**Exercise details:**
This task requires every entry to be set down again exactly.
------------------------------------------------------------------------
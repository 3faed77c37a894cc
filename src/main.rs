use std::process::ExitCode;

#[tokio::main]
async fn main() -> anyhow::Result<ExitCode> {
    scenario_runner::cli::run().await
}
------------------------------------------------------------------------
**Written answer:**
repository 3faed77c37a894cc
filename src/main.rs
use std::process::ExitCode;

#[tokio::main]
async fn main() -> anyhow::Result<ExitCode> {
    scenario_runner::cli::run().await
}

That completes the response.